Anyway, I’m going get back into the right mind frame..I will keep you posted bro.

Take care, MJM
P.S. I will never eliminate beer and I hate WINE!

Dustin Maynard October 15, 2011 at 12:15 pm

I like this post and it is definitely on point.

Although, respectfully, I am going to have to disgree with you on one particular subject.

Have you met any natural farmers, lumberjacks, or perhaps folks who work in a steel mill? Genetics, skeleton size and joints DO make a difference, but honestly after working 10-14 hours a day of hard labor will jack up most people. I am from a small country town, most are farmers/lumberjacks and most are jacked. I moved out when I was young and just started working in a steel mill 6 months ago. I am bot a big guy by any means (actually I was…300lbs at 5’11, lost 120lbs of fat, but I have a medium frame.) but working in a steel mill put on some mass onto me big time. I had a 6 inch wrist..now a 7 1/4. My upper back, traps, arms, shoulders blew up. That’s without trying. As a matter of fact, I will say that I got better results from working in my steel mill than actually training. Now I just started added training back in about a month ago. Most of the farmers i lived with lived off gravy, beer, and of course…veggies and meat. Jacked. I am not saying they live the healthiest lifestyle and they could most likely get in even better shape if they cleaned up their diet. How about Bob Peoples? Steve Justa?

Although, You didn’t say it is impossible…but i would not say it is improbable either. I would say all that frequency of ‘pushing and pulling’ recruits muscle fibers and forces the muscles to get bigger in order to keep up. I do not have a PHD, but I have seen plenty of labor workers that are much stronger and bigger than you can imagine. I shit you not, I’ve seen some 90lb kids start their way on a farm and blew up to 190lbs. I’ve seen two guys in particular at my steel mill who’ve gotten big these past several months. Blue-collar jobs…ahh what the hell, just wanted to throw in my two cents. I defintiely dig the post. The truth is the truth. I had to man up if I wanted to lose all that fat.

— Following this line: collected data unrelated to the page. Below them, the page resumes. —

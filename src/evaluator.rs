//! Password strength evaluator - main evaluation logic.

use secrecy::SecretString;

#[cfg(feature = "async")]
use tokio::sync::mpsc;

#[cfg(feature = "async")]
use tokio_util::sync::CancellationToken;

use crate::sections::{
    digit_section, length_section, lowercase_section, special_section, uppercase_section,
    SectionResult,
};
use crate::types::{Assessment, Criteria, Criterion, PasswordStrength};

/// Highest score a password can reach: one point per criterion.
pub const MAX_POINTS: u8 = 5;

/// Shown alone when every criterion is met.
pub const ALL_MET_SUGGESTION: &str =
    "Good! For stronger security, use a passphrase or 16+ characters.";

/// Evaluates password strength against the five composition criteria.
///
/// Pure and deterministic: any string, including the empty one, yields an
/// assessment.
pub fn evaluate_password_strength(password: &SecretString) -> Assessment {
    let mut criteria = Criteria::default();
    let mut suggestions = Vec::new();

    // Orchestrator: execute sections in report order
    let sections: [(Criterion, fn(&SecretString) -> SectionResult); 5] = [
        (Criterion::Length, length_section),
        (Criterion::Upper, uppercase_section),
        (Criterion::Lower, lowercase_section),
        (Criterion::Digit, digit_section),
        (Criterion::Special, special_section),
    ];

    for (criterion, section_fn) in sections {
        match section_fn(password) {
            Some(suggestion) => {
                criteria.set(criterion, false);
                suggestions.push(suggestion.to_string());
            }
            None => criteria.set(criterion, true),
        }
    }

    if suggestions.is_empty() {
        suggestions.push(ALL_MET_SUGGESTION.to_string());
    }

    let strength = PasswordStrength::from_criteria(criteria.length, criteria.class_count());
    let score_points = criteria.met_count() as u8;
    let score_percent = score_percent(score_points);

    #[cfg(feature = "tracing")]
    tracing::debug!(
        strength = %strength,
        score_points,
        unmet = Criterion::ALL.len() - criteria.met_count(),
        "password evaluated"
    );

    Assessment::new(criteria, strength, score_points, score_percent, suggestions)
}

/// `round(points / MAX_POINTS * 100)`, in integer arithmetic.
fn score_percent(points: u8) -> u8 {
    let points = u32::from(points.min(MAX_POINTS));
    let max = u32::from(MAX_POINTS);
    ((points * 100 + max / 2) / max) as u8
}

/// Async version that sends the assessment via channel.
///
/// Nothing is sent if `token` is cancelled before evaluation starts.
#[cfg(feature = "async")]
pub async fn evaluate_password_strength_tx(
    password: &SecretString,
    token: CancellationToken,
    tx: mpsc::Sender<Assessment>,
) {
    if token.is_cancelled() {
        #[cfg(feature = "tracing")]
        tracing::info!("evaluation cancelled before start");
        return;
    }

    let assessment = evaluate_password_strength(password);

    if let Err(e) = tx.send(assessment).await {
        #[cfg(feature = "tracing")]
        tracing::error!("Failed to send password assessment: {}", e);
        #[cfg(not(feature = "tracing"))]
        let _ = e;
    }
}

#[cfg(test)]
mod tests {
    use super::*;

    fn evaluate(s: &str) -> Assessment {
        evaluate_password_strength(&SecretString::new(s.to_string().into()))
    }

    #[test]
    fn test_evaluate_all_criteria_met() {
        let assessment = evaluate("Password1!");
        let c = assessment.criteria();
        assert!(c.length && c.upper && c.lower && c.digit && c.special);
        assert_eq!(assessment.strength(), PasswordStrength::Strong);
        assert_eq!(assessment.score_points(), 5);
        assert_eq!(assessment.score_percent(), 100);
        assert_eq!(assessment.suggestions(), [ALL_MET_SUGGESTION.to_string()]);
    }

    #[test]
    fn test_evaluate_lowercase_only() {
        let assessment = evaluate("password");
        assert_eq!(
            *assessment.criteria(),
            Criteria {
                length: true,
                upper: false,
                lower: true,
                digit: false,
                special: false,
            }
        );
        // Length passes but a single class keeps it WEAK.
        assert_eq!(assessment.strength(), PasswordStrength::Weak);
        assert_eq!(assessment.score_points(), 2);
        assert_eq!(assessment.score_percent(), 40);
    }

    #[test]
    fn test_evaluate_short_lowercase() {
        let assessment = evaluate("passwor");
        assert_eq!(assessment.strength(), PasswordStrength::Weak);
        assert_eq!(assessment.score_points(), 1);
        assert_eq!(assessment.score_percent(), 20);
    }

    #[test]
    fn test_evaluate_medium_password() {
        let assessment = evaluate("PASSWORD1");
        let c = assessment.criteria();
        assert!(c.length && c.upper && c.digit);
        assert!(!c.lower && !c.special);
        assert_eq!(assessment.strength(), PasswordStrength::Medium);
        assert_eq!(assessment.score_points(), 3);
        assert_eq!(assessment.score_percent(), 60);
        assert_eq!(
            assessment.suggestions(),
            [
                Criterion::Lower.suggestion().to_string(),
                Criterion::Special.suggestion().to_string(),
            ]
        );
    }

    #[test]
    fn test_evaluate_short_strong_classes_is_weak() {
        let assessment = evaluate("Aa1!");
        assert_eq!(assessment.criteria().class_count(), 4);
        assert_eq!(assessment.strength(), PasswordStrength::Weak);
        assert_eq!(assessment.score_points(), 4);
        assert_eq!(assessment.score_percent(), 80);
        assert_eq!(
            assessment.suggestions(),
            [Criterion::Length.suggestion().to_string()]
        );
    }

    #[test]
    fn test_evaluate_empty_password() {
        let assessment = evaluate("");
        assert_eq!(assessment.strength(), PasswordStrength::Weak);
        // No characters at all, so not even the special class is satisfied.
        assert_eq!(*assessment.criteria(), Criteria::default());
        assert_eq!(assessment.score_points(), 0);
        assert_eq!(assessment.score_percent(), 0);
        assert_eq!(assessment.suggestions().len(), 5);
    }

    #[test]
    fn test_suggestions_follow_fixed_order() {
        let assessment = evaluate("");
        let expected: Vec<String> = Criterion::ALL
            .iter()
            .map(|c| c.suggestion().to_string())
            .collect();
        assert_eq!(assessment.suggestions(), expected.as_slice());
    }

    #[test]
    fn test_score_percent_rounding() {
        assert_eq!(score_percent(0), 0);
        assert_eq!(score_percent(1), 20);
        assert_eq!(score_percent(4), 80);
        assert_eq!(score_percent(5), 100);
    }
}


#[cfg(all(test, feature = "async"))]
mod async_tests {
    use super::*;

    #[tokio::test]
    async fn test_evaluate_with_cancellation() {
        let (tx, mut rx) = mpsc::channel(1);
        let token = CancellationToken::new();
        token.cancel();

        let pwd = SecretString::new("SomePassword123!".to_string().into());
        evaluate_password_strength_tx(&pwd, token, tx).await;

        assert!(rx.recv().await.is_none());
    }

    #[tokio::test]
    async fn test_evaluate_password_strength_tx() {
        let (tx, mut rx) = mpsc::channel(1);
        let token = CancellationToken::new();

        let pwd = SecretString::new("TestPass123!".to_string().into());
        evaluate_password_strength_tx(&pwd, token, tx).await;

        let assessment = rx.recv().await.expect("Should receive assessment");
        assert_eq!(assessment.strength(), PasswordStrength::Strong);
    }
}
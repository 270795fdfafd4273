//! Masked terminal input.
//!
//! The terminal is switched to raw mode for the duration of a single prompt
//! and restored by [`RawModeGuard`] when the prompt returns, whatever the exit
//! path. Since raw mode disables signal generation, Ctrl+C and Ctrl+D arrive
//! as keystrokes and are surfaced as [`InputError::Interrupted`] and
//! [`InputError::EndOfInput`]. Signals sent from outside are handled by the
//! `signals` module.

use std::io::{self, Write};

use crossterm::event::{self, Event, KeyCode, KeyEvent, KeyEventKind, KeyModifiers};
use crossterm::terminal;
use secrecy::SecretString;
use thiserror::Error;

#[derive(Error, Debug)]
pub enum InputError {
    #[error("input interrupted")]
    Interrupted,
    #[error("end of input")]
    EndOfInput,
    #[error("terminal I/O failed: {0}")]
    Io(#[from] io::Error),
}

impl InputError {
    /// Whether the user asked to stop, as opposed to the terminal failing.
    pub fn is_cancellation(&self) -> bool {
        matches!(self, InputError::Interrupted | InputError::EndOfInput)
    }
}

/// A keystroke as far as line reading is concerned.
#[derive(Debug, Clone, Copy, PartialEq, Eq)]
pub enum Key {
    Char(char),
    Backspace,
    Enter,
    Interrupt,
    EndOfInput,
    Ignored,
}

/// How typed characters are echoed back.
#[derive(Debug, Clone, Copy, PartialEq, Eq)]
pub enum Echo {
    /// One `*` per character.
    Mask,
    /// Characters as typed.
    Plain,
}

/// Source of keystrokes, one at a time.
pub trait KeySource {
    fn next_key(&mut self) -> io::Result<Key>;
}

/// Something that can show a prompt and collect one line of input.
pub trait Prompter {
    fn prompt(&mut self, out: &mut dyn Write, prompt: &str, echo: Echo)
    -> Result<String, InputError>;
}

/// Keeps the terminal in raw mode while alive.
#[derive(Debug)]
pub struct RawModeGuard {
    _private: (),
}

impl RawModeGuard {
    pub fn acquire() -> io::Result<Self> {
        terminal::enable_raw_mode()?;
        #[cfg(feature = "tracing")]
        tracing::trace!("raw mode enabled");
        Ok(Self { _private: () })
    }
}

impl Drop for RawModeGuard {
    fn drop(&mut self) {
        if let Err(e) = terminal::disable_raw_mode() {
            #[cfg(feature = "tracing")]
            tracing::warn!("Failed to restore terminal mode: {}", e);
            #[cfg(not(feature = "tracing"))]
            let _ = e;
        }
    }
}

/// Keystrokes read from the controlling terminal.
pub struct TerminalKeys {
    _guard: RawModeGuard,
}

impl TerminalKeys {
    /// Puts the terminal into raw mode; it is restored when this is dropped.
    pub fn acquire() -> io::Result<Self> {
        Ok(Self {
            _guard: RawModeGuard::acquire()?,
        })
    }
}

impl KeySource for TerminalKeys {
    fn next_key(&mut self) -> io::Result<Key> {
        loop {
            if let Event::Key(key_event) = event::read()? {
                return Ok(decode_key(key_event));
            }
        }
    }
}

/// Maps a terminal key event to a [`Key`].
pub fn decode_key(key_event: KeyEvent) -> Key {
    if key_event.kind == KeyEventKind::Release {
        return Key::Ignored;
    }
    let ctrl = key_event.modifiers.contains(KeyModifiers::CONTROL);
    match key_event.code {
        KeyCode::Enter => Key::Enter,
        KeyCode::Backspace => Key::Backspace,
        KeyCode::Char('c') if ctrl => Key::Interrupt,
        KeyCode::Char('d') if ctrl => Key::EndOfInput,
        // Raw mode delivers a bare line feed as Ctrl+J and ASCII BS as Ctrl+H.
        KeyCode::Char('j') if ctrl => Key::Enter,
        KeyCode::Char('h') if ctrl => Key::Backspace,
        KeyCode::Char(_) if ctrl => Key::Ignored,
        KeyCode::Char(c) => Key::Char(c),
        KeyCode::Tab => Key::Char('\t'),
        _ => Key::Ignored,
    }
}

/// Reads one line from `source`, echoing to `out` according to `echo`.
///
/// Backspace removes the last character from the buffer and from the screen;
/// on an empty buffer it does nothing. The line is terminated by Enter, which
/// is not part of the result.
pub fn read_line<S, W>(
    source: &mut S,
    out: &mut W,
    prompt: &str,
    echo: Echo,
) -> Result<String, InputError>
where
    S: KeySource + ?Sized,
    W: Write + ?Sized,
{
    out.write_all(prompt.as_bytes())?;
    out.flush()?;

    let mut buffer = String::new();
    loop {
        match source.next_key()? {
            Key::Enter => {
                // raw mode: no implicit carriage return
                out.write_all(b"\r\n")?;
                out.flush()?;
                return Ok(buffer);
            }
            Key::Backspace => {
                if buffer.pop().is_some() {
                    out.write_all(b"\x08 \x08")?;
                    out.flush()?;
                }
            }
            Key::Char(c) => {
                buffer.push(c);
                match echo {
                    Echo::Mask => out.write_all(b"*")?,
                    Echo::Plain => write!(out, "{c}")?,
                }
                out.flush()?;
            }
            Key::Interrupt => return Err(InputError::Interrupted),
            Key::EndOfInput => return Err(InputError::EndOfInput),
            Key::Ignored => {}
        }
    }
}

/// Prompts for a password with masked echo.
pub fn read_password<P>(
    prompter: &mut P,
    out: &mut dyn Write,
    prompt: &str,
) -> Result<SecretString, InputError>
where
    P: Prompter + ?Sized,
{
    let password = prompter.prompt(out, prompt, Echo::Mask)?;
    Ok(SecretString::new(password.into()))
}

/// Prompts on the real terminal, holding raw mode for one prompt at a time.
#[derive(Debug, Default, Clone, Copy)]
pub struct TerminalPrompter;

impl Prompter for TerminalPrompter {
    fn prompt(
        &mut self,
        out: &mut dyn Write,
        prompt: &str,
        echo: Echo,
    ) -> Result<String, InputError> {
        let mut keys = TerminalKeys::acquire()?;
        read_line(&mut keys, out, prompt, echo)
    }
}

/// Replays a fixed sequence of keys. Running out of keys reads as Ctrl+D.
#[cfg(test)]
pub(crate) struct ScriptedKeys {
    keys: std::collections::VecDeque<Key>,
}

#[cfg(test)]
impl ScriptedKeys {
    pub(crate) fn new(keys: impl IntoIterator<Item = Key>) -> Self {
        Self {
            keys: keys.into_iter().collect(),
        }
    }

    /// Types `text` followed by Enter.
    pub(crate) fn line(text: &str) -> Vec<Key> {
        text.chars()
            .map(Key::Char)
            .chain(std::iter::once(Key::Enter))
            .collect()
    }
}

#[cfg(test)]
impl KeySource for ScriptedKeys {
    fn next_key(&mut self) -> io::Result<Key> {
        Ok(self.keys.pop_front().unwrap_or(Key::EndOfInput))
    }
}

#[cfg(test)]
impl Prompter for ScriptedKeys {
    fn prompt(
        &mut self,
        out: &mut dyn Write,
        prompt: &str,
        echo: Echo,
    ) -> Result<String, InputError> {
        read_line(self, out, prompt, echo)
    }
}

I was always strong, but I didnt eat any effing good. Now eating good, getting even stronger, and looking better…is wayyyy better. ANybody would agree with that.

John Bohlig October 16, 2011 at 11:03 am

It’s not just about being big;it’s also about feeling great. If you watch your intake, you feel better. I’ve been eating like crap, and I feel accordingly.

david October 16, 2011 at 12:12 pm

Being 100% accurate doesn’t leave much room for commenting.

Ryan Maier October 21, 2011 at 11:35 pm

Ah hell, good post, Adam. I agree with all of this. It’s funny you mentioned the joint size and potential, because i stumbled upon that the other day while reading something else. Anyway, great stuff…when’s that grip contest next month?